Bio-based PET project on track

C&I Issue 9, 2012

Following the launch of Coca-Cola’s PlantBottle packaging technology in 2009, efforts to develop a fully bio-based version of polyester or polyethylene terephthalate (PET) – made entirely from plants – have been ramped up with the announcement in June 2012 of a new Plant PET Collaborative (PTC), involving Coca-Cola, Ford Motor Company, H. J. Heinz, Nike and Proctor & Gamble.

PlantBottle technology has been used in more than 10bn bottles and is now available in 24 countries across a variety of the company’s branded products, according to Coca-Cola. It involves using a bio-based version of monoethylene glycol (MEG), currently derived from sugar cane and molasses grown in Brazil and India, respectively, to make PET.

However, MEG accounts for only a third of the raw ingredients used to produce PET, says Coca-Cola’s general manager for PlantBottle packaging, Scott Vitters; the other 70% is purified terephthalic acid (PTA), which has proved more difficult to substitute by a bio-based material. Mixing MEG and PTA together with a catalyst at atmospheric pressure results in an esterification reaction with the loss of water to produce PET (see Scheme).

While Coca-Cola plans to use bio-MEG in the entire group’s virgin PET polymer by 2020, Vitters says that second generation PlantBottles, also made from bioPTA and so made entirely from renewable materials, could be produced commercially in the next couple of years.

’PET plastic delivers half of our beverage volume globally,’ he continues. ‘The environmental benefit of moving to responsibly sourced plant-based ingredient sources for PET is that it can reduce our dependence on non-renewable fossil material and lower our carbon impact while remaining100% recyclable.’

Scheme 1
Scheme 1: Production process for PET used in Coca-Cola's Plantbottle

Two of the companies helping Coca-Cola to develop bio-PTA are Virent and Gevo, which both seek to develop biorefinery operations that will deliver the PTA precursor paraxylene (PX) along with other products directly from plant feedstocks. Virent’s technology involves using inorganic catalysts, for example, in fixed bed or continuous reactors, while Gevo’s route entails a yeast-based ‘biocracker’. Both are aiming to develop a variety of drop-in hydrocarbon products that directly replace their petrochemical equivalents.
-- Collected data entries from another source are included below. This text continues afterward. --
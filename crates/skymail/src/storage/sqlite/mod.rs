//! SQLite storage backend implementation.
//!
//! Implements the repository traits using `rusqlite` for synchronous
//! operations and `tokio-rusqlite` for async wrapping.

mod conversions;
mod error;
mod repository;
mod schema;

pub use repository::SqliteRepository;
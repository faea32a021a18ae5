//! Write-through cache over a [`Resolver`](skymail_core::storage::Resolver).
//!
//! [`CachedStore`] implements every repository trait by decorating an
//! underlying resolver:
//!
//! - **Reads**: Check the index first, on miss fetch from the resolver and index the result
//! - **Writes**: Persist to the resolver, then overwrite every index entry for the entity
//! - **Deletes**: Persist to the resolver, then purge every index entry that refers to it
//!
//! # Example
//!
//! ```ignore
//! use std::num::NonZeroUsize;
//! use std::sync::Arc;
//!
//! let repo = Arc::new(SqliteRepository::new("skymail.db").await?);
//! let store = CachedStore::new(repo, NonZeroUsize::new(10_000).unwrap());
//! ```

mod city;
mod index;
mod store;
mod subscription;
mod token;
mod user;
mod weather;

pub use store::CachedStore;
According to Gevo’s director of chemicals, Bob Bernacki, speaking at the BIO meeting in Boston in June 2012, the company has already produced a 100% bio-paraxylene together with Japanese chemical firm Toray, and used this to make bioPET. ‘We are now working to scale this up to pilot scale and work out the economics,’ he says, adding that paraxylene production results from the C8 side stream of the biocracker, while the company is also exploiting the C12 and C16 fractions as jet fuel.

The company’s major product is isobutanol – a drop-in replacement for petroleum derived isobutanol for all current applications as a solvent and starting point for derivatives such as butyl acetates, acrylates and aldehydes.

More than half of the world’s total PET production – currently some 54m t worth around $100bn – is for synthetic fibres, with bottle production accounting for around a third of global demand. PET is generally referred to as polyester for textile applications, whereas the acronym PET is preferred for packaging.

PlantBottle packaging is not just catalysing positive change for bottles, but also across all polyester products – clothing, carpet, car interiors etc – and even broader across all commodity plastics,’ Vitters acknowledges, referring to the launch of the PET collaborative as evidence of the interest in a bio-based PET not just for plastic bottles but also for fibres and other applications.

At Virent, director of business development Kieran Furlong expects that growing demand for polyester for textiles as well as packaging applications will double the world market for paraxylene by 2020 – and triple its value.

Polyester makes up about a fifth of world polymer production and is the third-most-produced polymer, after polyethylene (PE) and polypropylene (PP).